A Terceira Turma do Superior Tribunal de Justiça (STJ), em julgamento recente[1], reconheceu o sócio devedor como detentor de legitimidade e interesse para impugnar decisão judicial de desconsideração inversa de personalidade jurídica de empresa que titula como sócio.
Inicialmente cabe contextualizar que o art. 49-A do Código Civil, introduzido pela Lei da Liberdade Econômica, indica com clareza que a personalidade jurídica da sociedade empresária tem autonomia, independência em suas receitas e em suas responsabilidades, sendo completamente desvinculada da pessoa ou patrimônio de seus sócios.
A quebra da autonomia supramencionada é denominada desconsideração da personalidade jurídica e caracteriza-se pela violação no uso da personalidade jurídica, sendo medida excepcionalíssima que é admitida somente na hipótese de abuso da personalidade detectado pelo desvio de finalidade ou confusão patrimonial, conforme previsão do artigo 50 do Código Civil.
Desta forma, a desconsideração de personalidade jurídica poderá ocorrer tanto na sua modalidade direta, ou seja, desconsiderando a pessoa jurídica para atingir o patrimônio do sócio, quanto na sua modalidade inversa, desconsiderando o sócio para atingir o patrimônio da sociedade empresária.
No julgamento em apreço, o sócio figurava como executado e foi proferida decisão para incluir no polo passivo da lide as empresas nas quais o executado figurava como sócio, responsabilizando-as pelo adimplemento do crédito.
Tal decisão foi objeto de recurso pelo sócio e o Tribunal de Justiça do Distrito Federal entendeu que ele não seria legítimo e não deteria interesse na insurgência recursal por interpretar que, no incidente de desconsideração de personalidade jurídica, é chamado à defesa a pessoa ou o sócio cujo patrimônio será alcançado com a pretensão e, no caso, a Câmara firmou entendimento que a decisão não traria prejuízo ou consequência ao patrimônio do sócio executado, como pessoa física.
Posteriormente, a questão de direito foi apreciada pelo Superior Tribunal de Justiça que reverteu a decisão proferida pelo TJDF, afastando a interpretação restritiva da norma processual sobre o incidente e, consequentemente, reconhecendo o interesse recursal e legitimidade do sócio para impugnar a decisão na condição de terceiro assistente.
A análise da relevância se deu pelo vínculo do executado com outros sócios e por eventuais consequências na estrutura societária que possam decorrer dos atos de abuso da personalidade perpetrados pelo executado.
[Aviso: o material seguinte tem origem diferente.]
//! バージョン文字列の操作
//!
//! バージョンは `.` 区切りの数値列（例: `1.0.3`）。
//! 数値でない要素を含む文字列（`1.0-beta` など）は不正として扱い、更新しません。

use crate::error::{BuildError, BuildResult};

/// バージョン文字列を検証
pub fn validate_version(version: &str) -> BuildResult<()> {
    parse_components(version).map(|_| ())
}

/// 最後の要素を1つ増やす
///
/// - `1.2.9` -> `1.2.10`
/// - `2.0.0` -> `2.0.1`
/// - `7` -> `8`
pub fn bump_version(version: &str) -> BuildResult<String> {
    let components = parse_components(version)?;

    let (last, leading) = components
        .split_last()
        .ok_or_else(|| invalid(version, "empty version"))?;
    let bumped = last
        .checked_add(1)
        .ok_or_else(|| invalid(version, "last component overflows"))?;

    // 先頭側の要素は元の表記のまま残す（`01` を `1` に正規化しない）
    let mut parts: Vec<&str> = version.split('.').take(leading.len()).collect();
    let bumped = bumped.to_string();
    parts.push(&bumped);

    Ok(parts.join("."))
}

fn parse_components(version: &str) -> BuildResult<Vec<u64>> {
    if version.trim().is_empty() {
        return Err(invalid(version, "empty version"));
    }

    version
        .split('.')
        .map(|part| {
            let not_integer = || {
                invalid(
                    version,
                    &format!("component '{}' is not a non-negative integer", part),
                )
            };

            // `u64::from_str` は `+1` も受け付けるので数字のみに限定
            if part.is_empty() || !part.bytes().all(|b| b.is_ascii_digit()) {
                return Err(not_integer());
            }
            part.parse::<u64>().map_err(|_| not_integer())
        })
        .collect()
}

fn invalid(version: &str, reason: &str) -> BuildError {
    BuildError::InvalidVersion {
        version: version.to_string(),
        reason: reason.to_string(),
    }
}
//! パッケージの組み立て
//!
//! 保存済みの tar とボリュームを1つのディレクトリにまとめ、`.tar.gz` に圧縮します。
//! 同期処理なのでオーケストレーターからは `spawn_blocking` で実行します。

use crate::archive;
use crate::error::{BuildError, BuildResult};
use crate::layout::{ImageTag, MANIFEST_FILE, PackageLayout};
use packflow_config::{ImageSpec, Ownership, OwnershipPolicy};
use std::fs;
use std::path::{Path, PathBuf};

/// 同梱するボリューム
#[derive(Debug, Clone, PartialEq, Eq)]
pub struct VolumeSource {
    /// 実際にコピーするパス（プロジェクトルート基準で解決済み）
    pub source: PathBuf,
    /// 設定ファイルに書かれていたパス（manifest に記録）
    pub original: PathBuf,
}

/// 1アーティファクト分のパッケージング
#[derive(Debug, Clone)]
pub struct PackageJob {
    pub package_dir: PathBuf,
    pub saved_tar: Option<PathBuf>,
    pub volumes: Vec<VolumeSource>,
    pub ownership: Ownership,
}

impl PackageJob {
    /// 保存済み tar も同梱ボリュームもなければ何も作らない
    pub fn is_empty(&self) -> bool {
        self.saved_tar.is_none() && self.volumes.is_empty()
    }

    /// パッケージを作成し、生成したアーカイブのパスを返す
    ///
    /// 何も同梱するものがない場合は `Ok(None)`。
    pub fn run(&self) -> BuildResult<Option<PathBuf>> {
        if self.is_empty() {
            tracing::debug!("Nothing to package for {}", self.package_dir.display());
            return Ok(None);
        }

        // 中断された前回の実行が残したディレクトリは使わない
        archive::remove_dir(&self.package_dir)?;
        fs::create_dir_all(&self.package_dir)?;

        let archive_path = match self.assemble() {
            Ok(path) => path,
            Err(e) => {
                if let Err(remove_err) = archive::remove_dir(&self.package_dir) {
                    tracing::debug!(
                        "Failed to remove {}: {}",
                        self.package_dir.display(),
                        remove_err
                    );
                }
                return Err(e);
            }
        };
        archive::remove_dir(&self.package_dir)?;
        tracing::info!("Created package {}", archive_path.display());

        apply_ownership(&archive_path, &self.ownership)?;

        Ok(Some(archive_path))
    }

    /// 空のパッケージディレクトリに中身を揃えて圧縮する
    fn assemble(&self) -> BuildResult<PathBuf> {
        if let Some(tar) = &self.saved_tar {
            archive::move_into(tar, &self.package_dir)?;
        }

        if !self.volumes.is_empty() {
            self.copy_volumes()?;
        }

        archive::compress_dir(&self.package_dir)
    }

    fn copy_volumes(&self) -> BuildResult<()> {
        let mut manifest = String::new();

        for (index, volume) in self.volumes.iter().enumerate() {
            let volume_dir = self.package_dir.join(format!("volume_{}", index));
            archive::copy_volume(&volume.source, &volume_dir)?;

            manifest.push_str(&format!(
                "volume_{}:{}\n",
                index,
                volume.original.display()
            ));
        }

        fs::write(self.package_dir.join(MANIFEST_FILE), manifest)?;
        Ok(())
    }
}

/// 所有者設定を適用
///
/// User と Group の両方が設定されている場合のみ chown。片方だけなら警告して何もしない。
pub fn apply_ownership(path: &Path, ownership: &Ownership) -> BuildResult<()> {
    match ownership.policy() {
        OwnershipPolicy::Unset => Ok(()),
        OwnershipPolicy::Partial => {
            tracing::warn!(
                "Ownership needs both User and Group, skipping chown of {}",
                path.display()
            );
            Ok(())
        }
        OwnershipPolicy::Apply { user, group } => {
            tracing::debug!("chown {}:{} {}", user, group, path.display());
            archive::chown(path, user, group)
        }
    }
}

/// 全イメージの latest アーカイブを `all_images.tar.gz` にまとめる
///
/// 個別のコピー失敗は `on_error` に渡して処理を続けます。
pub fn aggregate_latest(
    layout: &PackageLayout,
    images: &[ImageSpec],
    ownership: &Ownership,
    mut on_error: impl FnMut(&ImageSpec, BuildError),
) -> BuildResult<PathBuf> {
    let aggregate_dir = layout.aggregate_dir();
    archive::remove_dir(&aggregate_dir)?;
    fs::create_dir_all(&aggregate_dir)?;

    for image in images {
        let archive = layout.archive_path(&image.base_image, &ImageTag::Latest);
        if !archive.exists() {
            tracing::debug!("No latest archive for {}, skipping", image.name);
            continue;
        }

        let Some(name) = archive.file_name() else {
            continue;
        };
        if let Err(e) = fs::copy(&archive, aggregate_dir.join(name)) {
            on_error(image, e.into());
        }
    }

    let archive_path = archive::compress_dir(&aggregate_dir)?;
    archive::remove_dir(&aggregate_dir)?;
    apply_ownership(&archive_path, ownership)?;

    Ok(archive_path)
}
//! 設定ファイルの読み書き
//!
//! ドキュメント全体を読み込み、全体を書き戻します。
//! `ApplicationSettings.Images` 以外の未知のキーは書き戻し時にそのまま保持されます。

use crate::error::{ConfigError, Result};
use crate::model::{APPLICATION_SECTION, ApplicationSettings, IMAGES_KEY, ImageSpec};
use serde_json::Value;
use std::fs;
use std::path::{Path, PathBuf};

const BACKUP_SUFFIX: &str = "backup";

/// JSON 設定ドキュメントへのハンドル
#[derive(Debug, Clone)]
pub struct ConfigStore {
    path: PathBuf,
    project_root: PathBuf,
}

impl ConfigStore {
    /// 設定ファイルを開く（存在確認のみ、内容は読み込まない）
    pub fn open(path: impl AsRef<Path>) -> Result<Self> {
        let path = path.as_ref().to_path_buf();
        if !path.is_file() {
            return Err(ConfigError::ConfigFileNotFound);
        }

        let project_root = match path.parent() {
            Some(parent) if !parent.as_os_str().is_empty() => parent.to_path_buf(),
            _ => PathBuf::from("."),
        };

        Ok(Self { path, project_root })
    }

    pub fn path(&self) -> &Path {
        &self.path
    }

    /// 相対パスの基準となるディレクトリ（設定ファイルの親ディレクトリ）
    pub fn project_root(&self) -> &Path {
        &self.project_root
    }

    /// 設定中のパスをプロジェクトルート基準で解決
    pub fn resolve(&self, path: impl AsRef<Path>) -> PathBuf {
        let path = path.as_ref();
        if path.is_absolute() {
            path.to_path_buf()
        } else {
            self.project_root.join(path)
        }
    }

    /// ドキュメント全体を JSON 値として読み込む
    pub fn read_document(&self) -> Result<Value> {
        let content = fs::read_to_string(&self.path)?;
        let document: Value = serde_json::from_str(&content)?;

        if !document.is_object() {
            return Err(ConfigError::InvalidDocument {
                path: self.path.clone(),
                message: "top level must be an object".to_string(),
            });
        }

        Ok(document)
    }

    /// 1つのトップレベルセクションを読み込む（存在しない場合は None）
    pub fn read_section(&self, name: &str) -> Result<Option<Value>> {
        let document = self.read_document()?;
        Ok(document.get(name).cloned())
    }

    /// `ApplicationSettings` セクションを型付きで読み込む
    ///
    /// セクションが存在しない場合は既定値を返します。
    pub fn read_settings(&self) -> Result<ApplicationSettings> {
        let settings = match self.read_section(APPLICATION_SECTION)? {
            Some(section) => serde_json::from_value(section)?,
            None => {
                tracing::warn!(
                    "Section '{}' not found in {}, using defaults",
                    APPLICATION_SECTION,
                    self.path.display()
                );
                ApplicationSettings::default()
            }
        };

        tracing::debug!(
            "Loaded {} image definitions from {}",
            settings.images.len(),
            self.path.display()
        );
        Ok(settings)
    }

    /// ドキュメント全体を書き込む
    ///
    /// 既存ファイルは `<file>.backup` に退避されます。
    pub fn write_document(&self, document: &Value) -> Result<()> {
        let backup = self.backup_path();
        if self.path.exists() {
            if backup.exists() {
                fs::remove_file(&backup)?;
            }
            fs::copy(&self.path, &backup)?;
            tracing::debug!("Created config backup: {}", backup.display());
        }

        let content = serde_json::to_string_pretty(document)?;
        fs::write(&self.path, content)?;

        tracing::debug!("Saved config: {}", self.path.display());
        Ok(())
    }

    /// イメージ一覧を置き換えて1回の書き込みで保存
    pub fn write_images(&self, images: &[ImageSpec]) -> Result<()> {
        let mut document = self.read_document()?;

        let root = document
            .as_object_mut()
            .ok_or_else(|| ConfigError::InvalidDocument {
                path: self.path.clone(),
                message: "top level must be an object".to_string(),
            })?;

        let section = root
            .entry(APPLICATION_SECTION)
            .or_insert_with(|| Value::Object(Default::default()));

        let section = section
            .as_object_mut()
            .ok_or_else(|| ConfigError::InvalidDocument {
                path: self.path.clone(),
                message: format!("'{}' must be an object", APPLICATION_SECTION),
            })?;

        section.insert(IMAGES_KEY.to_string(), serde_json::to_value(images)?);

        self.write_document(&document)?;
        tracing::info!("Persisted {} image definitions", images.len());
        Ok(())
    }

    fn backup_path(&self) -> PathBuf {
        let mut name = self
            .path
            .file_name()
            .map(|n| n.to_os_string())
            .unwrap_or_default();
        name.push(".");
        name.push(BACKUP_SUFFIX);
        self.path.with_file_name(name)
    }
}
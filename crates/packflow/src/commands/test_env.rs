use crate::docker;
use colored::Colorize;
use packflow_build::ComposeSession;
use packflow_config::{ApplicationSettings, ConfigStore};
use std::sync::Arc;

async fn session(
    store: &ConfigStore,
    settings: &ApplicationSettings,
) -> anyhow::Result<ComposeSession> {
    let engine = Arc::new(docker::init_engine_with_error_handling().await?);
    Ok(ComposeSession::from_settings(engine, store, settings))
}

/// テスト環境を起動
pub async fn up(
    store: &ConfigStore,
    settings: &ApplicationSettings,
    skip_existing: bool,
) -> anyhow::Result<()> {
    let session = session(store, settings).await?;
    println!(
        "{} {}",
        "テスト環境を起動中...".blue(),
        session.compose_file().display()
    );
    if !skip_existing {
        println!("  既存のイメージを削除します");
    }

    session
        .up(skip_existing)
        .await
        .map_err(|e| anyhow::anyhow!(e.user_message()))?;

    println!("{}", "✓ テスト環境を起動しました".green());
    Ok(())
}

/// テスト環境を停止
pub async fn down(store: &ConfigStore, settings: &ApplicationSettings) -> anyhow::Result<()> {
    let session = session(store, settings).await?;
    println!(
        "{} {}",
        "テスト環境を停止中...".blue(),
        session.compose_file().display()
    );

    session
        .down()
        .await
        .map_err(|e| anyhow::anyhow!(e.user_message()))?;

    println!("{}", "✓ テスト環境を停止しました".green());
    Ok(())
}
//! 実行環境のチェック
//!
//! Docker を操作するコマンドの前に呼び出します。

use tokio::process::Command;

/// POSIX 環境・docker コマンド・（必要なら）root 権限を確認
pub async fn ensure_environment(require_root: bool) -> anyhow::Result<()> {
    if !cfg!(unix) {
        anyhow::bail!("packflow は POSIX 環境でのみ動作します");
    }

    let which = Command::new("which").arg("docker").output().await;
    match which {
        Ok(output) if output.status.success() => {
            tracing::debug!(
                "docker found at {}",
                String::from_utf8_lossy(&output.stdout).trim()
            );
        }
        _ => anyhow::bail!("docker コマンドが見つかりません。PATH を確認してください"),
    }

    if require_root && !nix::unistd::geteuid().is_root() {
        anyhow::bail!("root 権限で実行してください（sudo packflow ...）");
    }

    Ok(())
}
use std::path::PathBuf;
use thiserror::Error;

#[derive(Debug, Error)]
pub enum BuildError {
    #[error("Dockerfile not found: {0}")]
    DockerfileNotFound(PathBuf),

    #[error("Build context directory not found: {0}")]
    ContextNotFound(PathBuf),

    #[error("Docker connection error: {0}")]
    DockerConnection(#[from] bollard::errors::Error),

    #[error("Build failed: {0}")]
    BuildFailed(String),

    #[error("Image not found: {0}")]
    ImageNotFound(String),

    #[error("Volume not found: {0}")]
    VolumeNotFound(PathBuf),

    #[error("Invalid version '{version}': {reason}")]
    InvalidVersion { version: String, reason: String },

    #[error("Compose file not found: {0}")]
    ComposeFileNotFound(PathBuf),

    #[error("Compose command failed: {0}")]
    ComposeFailed(String),

    #[error("Ownership error: {0}")]
    Ownership(String),

    #[error("Invalid glob pattern: {0}")]
    Pattern(#[from] glob::PatternError),

    #[error("Config error: {0}")]
    Config(#[from] packflow_config::ConfigError),

    #[error("Worker task failed: {0}")]
    Join(#[from] tokio::task::JoinError),

    #[error("IO error: {0}")]
    Io(#[from] std::io::Error),
}

impl BuildError {
    /// ユーザー向けの分かりやすいエラーメッセージ
    pub fn user_message(&self) -> String {
        match self {
            BuildError::DockerfileNotFound(path) => {
                format!(
                    "Dockerfileが見つかりません: {}\n\
                     \n\
                     ContextPath に Dockerfile を置いてください。",
                    path.display()
                )
            }
            BuildError::ContextNotFound(path) => {
                format!(
                    "ビルドコンテキストが見つかりません: {}\n\
                     \n\
                     config.json の ContextPath を確認してください。",
                    path.display()
                )
            }
            BuildError::BuildFailed(msg) => {
                format!(
                    "ビルドに失敗しました: {}\n\
                     \n\
                     Dockerfileの内容を確認してください。",
                    msg
                )
            }
            BuildError::VolumeNotFound(path) => {
                format!(
                    "ボリュームが見つかりません: {}\n\
                     \n\
                     config.json の Volumes を確認してください。",
                    path.display()
                )
            }
            BuildError::ComposeFileNotFound(path) => {
                format!(
                    "composeファイルが見つかりません: {}\n\
                     \n\
                     BuildSettings.ComposeFilePath を確認してください。",
                    path.display()
                )
            }
            _ => format!("{}", self),
        }
    }
}

pub type BuildResult<T> = std::result::Result<T, BuildError>;
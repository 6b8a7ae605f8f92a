use std::path::PathBuf;
use thiserror::Error;

#[derive(Error, Debug)]
pub enum ConfigError {
    #[error(
        "設定ファイルが見つかりません。以下の場所を確認してください:\n\
        - カレントディレクトリ: config.json\n\
        - ./.packflow/ ディレクトリ\n\
        - ~/.config/packflow/config.json\n\
        または PACKFLOW_CONFIG_PATH 環境変数で直接指定できます"
    )]
    ConfigFileNotFound,

    #[error("設定ファイルの形式が不正です ({path}): {message}")]
    InvalidDocument { path: PathBuf, message: String },

    #[error("JSON エラー: {0}")]
    Json(#[from] serde_json::Error),

    #[error("IO エラー: {0}")]
    Io(#[from] std::io::Error),
}

pub type Result<T> = std::result::Result<T, ConfigError>;
//! packflow のビルド・パッケージング機能
//!
//! 設定済みのイメージをビルドしてエンジンから保存し、ボリュームと一緒に
//! `.tar.gz` パッケージにまとめます。テスト環境の起動・停止も扱います。

pub mod archive;
pub mod compose;
pub mod context;
pub mod engine;
pub mod error;
pub mod layout;
pub mod orchestrator;
pub mod package;
pub mod plan;
pub mod progress;
pub mod report;
pub mod version;

pub use compose::ComposeSession;
pub use context::ContextBuilder;
pub use engine::{ContainerEngine, DockerEngine, ImageHandle};
pub use error::{BuildError, BuildResult};
pub use layout::{ImageTag, PackageLayout};
pub use orchestrator::{BuildOrchestrator, RunHandle};
pub use plan::{BuildPlan, ImageOptions, RunContext};
pub use progress::{BuildProgress, ChannelReporter, NoopReporter, ProgressEvent, ProgressReporter};
pub use report::{Phase, RunReport, StageFailure};
pub use version::bump_version;
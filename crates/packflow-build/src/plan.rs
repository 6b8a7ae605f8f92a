//! 実行オプションの解決
//!
//! 1回の実行に必要な情報は [`RunContext`] にまとめ、生成後は変更しません。
//! 各イメージの処理内容は [`BuildPlan`] で決まります。

use crate::layout::ImageTag;
use packflow_config::{ApplicationSettings, ConfigStore, ImageSpec, Ownership};
use serde::{Deserialize, Serialize};
use std::collections::HashMap;
use std::path::{Path, PathBuf};

/// イメージごとの実行オプション（1回の実行の間だけ有効）
#[derive(Debug, Clone, Default, PartialEq, Eq, Serialize, Deserialize)]
#[serde(default)]
pub struct ImageOptions {
    pub build: bool,
    /// ビルド前に既存の `{baseImage}_*.tar.gz` を削除
    pub delete: bool,
    /// latest とバージョン固定タグの両方を作り、バージョンを上げる
    pub release: bool,
    pub pack_volumes: bool,
    /// 固定タグに使うバージョンの上書き
    pub version: Option<String>,
}

static DEFAULT_OPTIONS: ImageOptions = ImageOptions {
    build: false,
    delete: false,
    release: false,
    pack_volumes: false,
    version: None,
};

impl ImageOptions {
    pub fn build() -> Self {
        Self {
            build: true,
            ..Default::default()
        }
    }

    pub fn with_release(mut self) -> Self {
        self.release = true;
        self
    }

    pub fn with_delete(mut self) -> Self {
        self.delete = true;
        self
    }

    pub fn with_pack_volumes(mut self) -> Self {
        self.pack_volumes = true;
        self
    }

    pub fn with_version(mut self, version: impl Into<String>) -> Self {
        self.version = Some(version.into());
        self
    }
}

/// 1イメージの処理内容
#[derive(Debug, Clone, Copy, PartialEq, Eq)]
pub enum BuildPlan {
    /// ビルドしない（ボリューム同梱用のプレースホルダーのみ）
    NotSelected,
    BuildLatest,
    BuildLatestAndRelease,
}

impl BuildPlan {
    pub fn resolve(build_all: bool, options: &ImageOptions) -> Self {
        match (build_all || options.build, options.release) {
            (false, _) => BuildPlan::NotSelected,
            (true, false) => BuildPlan::BuildLatest,
            (true, true) => BuildPlan::BuildLatestAndRelease,
        }
    }

    pub fn is_selected(&self) -> bool {
        !matches!(self, BuildPlan::NotSelected)
    }

    /// エンジンでビルドするタグ（この順に実行）
    pub fn build_tags(&self, pinned_version: &str) -> Vec<ImageTag> {
        match self {
            BuildPlan::NotSelected => Vec::new(),
            BuildPlan::BuildLatest => vec![ImageTag::Latest],
            BuildPlan::BuildLatestAndRelease => vec![
                ImageTag::Latest,
                ImageTag::Pinned(pinned_version.to_string()),
            ],
        }
    }
}

/// ビルドしないイメージに記録するプレースホルダーのタグ
pub fn placeholder_tags(release: bool, pinned_version: &str) -> Vec<ImageTag> {
    let mut tags = vec![ImageTag::Latest];
    if release {
        tags.push(ImageTag::Pinned(pinned_version.to_string()));
    }
    tags
}

/// 1回の実行コンテキスト
#[derive(Debug, Clone)]
pub struct RunContext {
    build_all: bool,
    options: HashMap<String, ImageOptions>,
    project_root: PathBuf,
    output_dir: PathBuf,
    ownership: Ownership,
}

impl RunContext {
    pub fn new(project_root: impl Into<PathBuf>, output_dir: impl Into<PathBuf>) -> Self {
        Self {
            build_all: false,
            options: HashMap::new(),
            project_root: project_root.into(),
            output_dir: output_dir.into(),
            ownership: Ownership::default(),
        }
    }

    /// 設定ファイルの内容から作成（パスはプロジェクトルート基準で解決）
    pub fn from_settings(
        store: &ConfigStore,
        settings: &ApplicationSettings,
        build_all: bool,
        options: HashMap<String, ImageOptions>,
    ) -> Self {
        Self {
            build_all,
            options,
            project_root: store.project_root().to_path_buf(),
            output_dir: store.resolve(&settings.package_settings.output_directory),
            ownership: settings.package_settings.ownership.clone(),
        }
    }

    pub fn with_build_all(mut self, build_all: bool) -> Self {
        self.build_all = build_all;
        self
    }

    pub fn with_options(mut self, image_name: impl Into<String>, options: ImageOptions) -> Self {
        self.options.insert(image_name.into(), options);
        self
    }

    pub fn with_ownership(mut self, ownership: Ownership) -> Self {
        self.ownership = ownership;
        self
    }

    pub fn build_all(&self) -> bool {
        self.build_all
    }

    pub fn output_dir(&self) -> &Path {
        &self.output_dir
    }

    pub fn ownership(&self) -> &Ownership {
        &self.ownership
    }

    /// オプション未指定のイメージはすべて false として扱う
    pub fn options_for(&self, image_name: &str) -> &ImageOptions {
        self.options.get(image_name).unwrap_or(&DEFAULT_OPTIONS)
    }

    pub fn plan_for(&self, image: &ImageSpec) -> BuildPlan {
        BuildPlan::resolve(self.build_all, self.options_for(&image.name))
    }

    /// 固定タグに使うバージョン（上書き指定があればそれを優先）
    pub fn pinned_version(&self, image: &ImageSpec) -> String {
        self.options_for(&image.name)
            .version
            .as_deref()
            .map(str::trim)
            .filter(|v| !v.is_empty())
            .unwrap_or(&image.version)
            .to_string()
    }

    /// 設定中のパスをプロジェクトルート基準で解決
    pub fn resolve(&self, path: &Path) -> PathBuf {
        if path.is_absolute() {
            path.to_path_buf()
        } else {
            self.project_root.join(path)
        }
    }
}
Nas palavras do Relator Ministro Marco Aurélio Bellizze:
“Em relação à desconsideração inversa, impende destacar que, a despeito da autonomia entre a pessoa jurídica e as pessoas dos respectivos sócios, o surgimento da pessoa jurídica deriva da manifestação de vontade da pessoa natural destes sócios, através do liame psicológico estabelecido entre eles, o qual se entende por affectio societatis.
A propósito, tal aspecto volitivo é de notável relevância, sobretudo para as sociedades de pessoas (aquelas constituídas em função da pessoa dos sócios). Tanto que, havendo a quebra desse vínculo, a consequência é a dissolução da sociedade, seja ela parcial ou integral.
Dessa forma, nada mais justas as pretensões eventuais do sócio devedor de integrar o incidente de desconsideração inversa, bem como de impugnar decisão concessiva do pedido, tendo em vista a possibilidade de influir na relação existente entre o executado e os demais sócios, acarretando a quebra da affectio societatis, a revelar, nessa medida, a sucumbência.”
Já em relação a análise da forma de intervenção o Ministro bem ponderou:
“(…) Portanto, sobressaem hialinos o interesse e a legitimidade do sócio devedor tanto para figurar no polo passivo do incidente de desconsideração inversa da personalidade jurídica, quanto para impugnar a decisão que lhe ponha fim – seja na condição de parte vencida, seja na condição de terceiro em relação ao incidente – em interpretação sistemática dos arts. 135 e 996 do CPC/2015, notadamente para questionar sobre a presença ou não, no caso concreto, dos requisitos ensejadores ao deferimento do pedido.”
O julgado é precedente significativo na interpretação da norma legal, em especial, porque pontua a legitimidade e o interesse do sócio executado em se insurgir, como terceiro, no incidente de desconsideração inversa de personalidade jurídica, defendendo o patrimônio da sociedade responsabilizada pelo adimplemento do seu débito.
Por Ana Paula Maida Martins
[1] REsp n. 1.980.607/DF, relator Ministro Marco Aurélio Bellizze, Terceira Turma, julgado em 09/08/2022, DJe de 12/8/2022.